Dask immediately hit me with this warning: UserWarning: Sending large graph of size 9.55 MiB. This may cause some slowdown. Consider scattering data ahead of time and using futures.
I'm now 15 minutes into the job and 188 of the read_plink tasks have completed, so if it continues at this pace I guess it will take 3 hours ish? I regret not running this as a background task...
About 20 minutes into the job I lost 2 workers? RIP guys
A few minutes later 1 more worker has died and I have a new warning: WARNING - Unmanaged memory use is high. This may indicate a memory leak or the memory may not be released to the OS
Killed it after 30 minutes and only 4 workers remaining. Moving backwards on tasks completed was not fun to watch.
Trying again with a 10 node Coiled cluster...
Of course we can't read from the cloud so need to find some way to mount a filesystem on the workers blerg
Decided to just grab a high memory instance from GCP
Quota increase request denied on GCP for M2 and M3 instances...
AWS also won't let me launch high memory instances calling it a night.

jeromekelleher commented 8 months ago

Dask really doesn't seem to like our large file x-to-zarr conversion patterns - I wonder if it would be simpler to make our own concurrent.futures based approach? You can get a long way on a single node. File conversion really needs to be robust...

jeromekelleher commented 8 months ago

Alternatively, we could try running the GWAS without converting to Zarr - in principle we should be able to work directly from the plink files.

hammer commented 8 months ago

Yes but I fear we'd run out of resources trying to do the GWAS on the instance types I can access. Also, I'd like to do the conversion so that I can scale out. If I can't get access to the high memory instances on GCP or AWS, I'm a bit stuck. I did not realize they would just deny quota requests! I fear I'm going to have to talk to a salesperson somehow.

I do have a suspicion that we could hard-wire a saner task graph with distributed primitives than the one Dask is producing right now. One challenge for me is the implicit nature of how the Dask task graph is constructed. It looks nice in code but it's all a bit magical and hard to debug. I don't really understand the BED format well enough to understand what our bed_reader code is doing to generate 2,356 separate tasks.
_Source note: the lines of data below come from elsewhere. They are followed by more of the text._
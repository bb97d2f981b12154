//! Local whisper.cpp-compatible server, the last-resort fallback.
//!
//! Always reported available so provider selection never comes up empty;
//! if the local server is not actually running, the request fails and the
//! window is skipped like any other provider error.

use std::time::Duration;

use async_trait::async_trait;
use serde::Deserialize;

use crate::audio::wav_duration_secs;
use crate::config::TranscriptionConfig;

use super::{TranscriptSegment, TranscriptionProvider};

#[derive(Deserialize)]
struct InferenceResponse {
    #[serde(default)]
    text: String,
}

pub struct LocalWhisperProvider {
    http: reqwest::Client,
    endpoint: String,
}

impl LocalWhisperProvider {
    pub fn new(config: &TranscriptionConfig) -> Self {
        Self {
            http: reqwest::Client::builder()
                .timeout(Duration::from_secs(config.request_timeout_secs))
                .build()
                .unwrap_or_default(),
            endpoint: config.local_endpoint.clone(),
        }
    }
}

#[async_trait]
impl TranscriptionProvider for LocalWhisperProvider {
    fn name(&self) -> &'static str {
        "local"
    }

    // Selection floor: there is nothing below this to fall back to.
    fn is_available(&self) -> bool {
        true
    }

    async fn transcribe(&self, wav: &[u8], language: &str) -> Vec<TranscriptSegment> {
        let file_part = match reqwest::multipart::Part::bytes(wav.to_vec())
            .file_name("audio.wav")
            .mime_str("audio/wav")
        {
            Ok(p) => p,
            Err(_) => reqwest::multipart::Part::bytes(wav.to_vec()).file_name("audio.wav"),
        };

        let form = reqwest::multipart::Form::new()
            .part("file", file_part)
            .text("language", language.to_string())
            .text("response_format", "json");

        let response = match self.http.post(&self.endpoint).multipart(form).send().await {
            Ok(r) => r,
            Err(err) => {
                tracing::warn!(%err, endpoint = %self.endpoint, "Local transcription server unreachable");
                return Vec::new();
            }
        };

        if !response.status().is_success() {
            tracing::warn!(status = response.status().as_u16(), "Local transcription error");
            return Vec::new();
        }

        let parsed: InferenceResponse = match response.json().await {
            Ok(p) => p,
            Err(err) => {
                tracing::warn!(%err, "Local transcription returned unparseable body");
                return Vec::new();
            }
        };

        let text = parsed.text.trim();
        if text.is_empty() {
            return Vec::new();
        }

        // The local server returns one flat text blob; span it over the
        // real duration of the window.
        let duration = wav_duration_secs(wav).unwrap_or(0.0);
        vec![TranscriptSegment::new(0.0, duration, text)]
    }
}

// ── Tests ─────────────────────────────────────────────────────────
If I have time I may start trying to page in the bed file format and Dask task graph construction but it's not really what I care to be doing to be honest...
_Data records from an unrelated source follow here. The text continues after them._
//! callcoach: real-time sales-call coaching pipeline.
//!
//! Ingests live call audio over WebSocket, transcribes it through a
//! prioritized set of providers, tracks progress against a playbook
//! (stages + checklist items), extracts a structured client card, and
//! broadcasts coaching updates to every connected viewer of the call.

pub mod analysis;
pub mod audio;
pub mod config;
pub mod gateway;
pub mod llm;
pub mod playbook;
pub mod session;
pub mod transcription;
jeromekelleher commented 8 months ago

Yeah, Dask is awesome when it works - pretty mysterious when it doesn't though.

hammer commented 8 months ago

Well after all that I managed to get an r7i.8xlarge instance on EC2 with 32 vCPUs and 256 GB RAM without needing a quota upgrade and it did the conversion from PLINK to Zarr for chr20 in 12 minutes! At an hourly rate of $2.1168/hr, that's roughly $0.42.

The only wrinkle is that my Dask dashboard didn't load as our installation didn't pick up the bokeh package which is apparently necessary for the dashboard.

I'll proceed with the association test now and see what happens.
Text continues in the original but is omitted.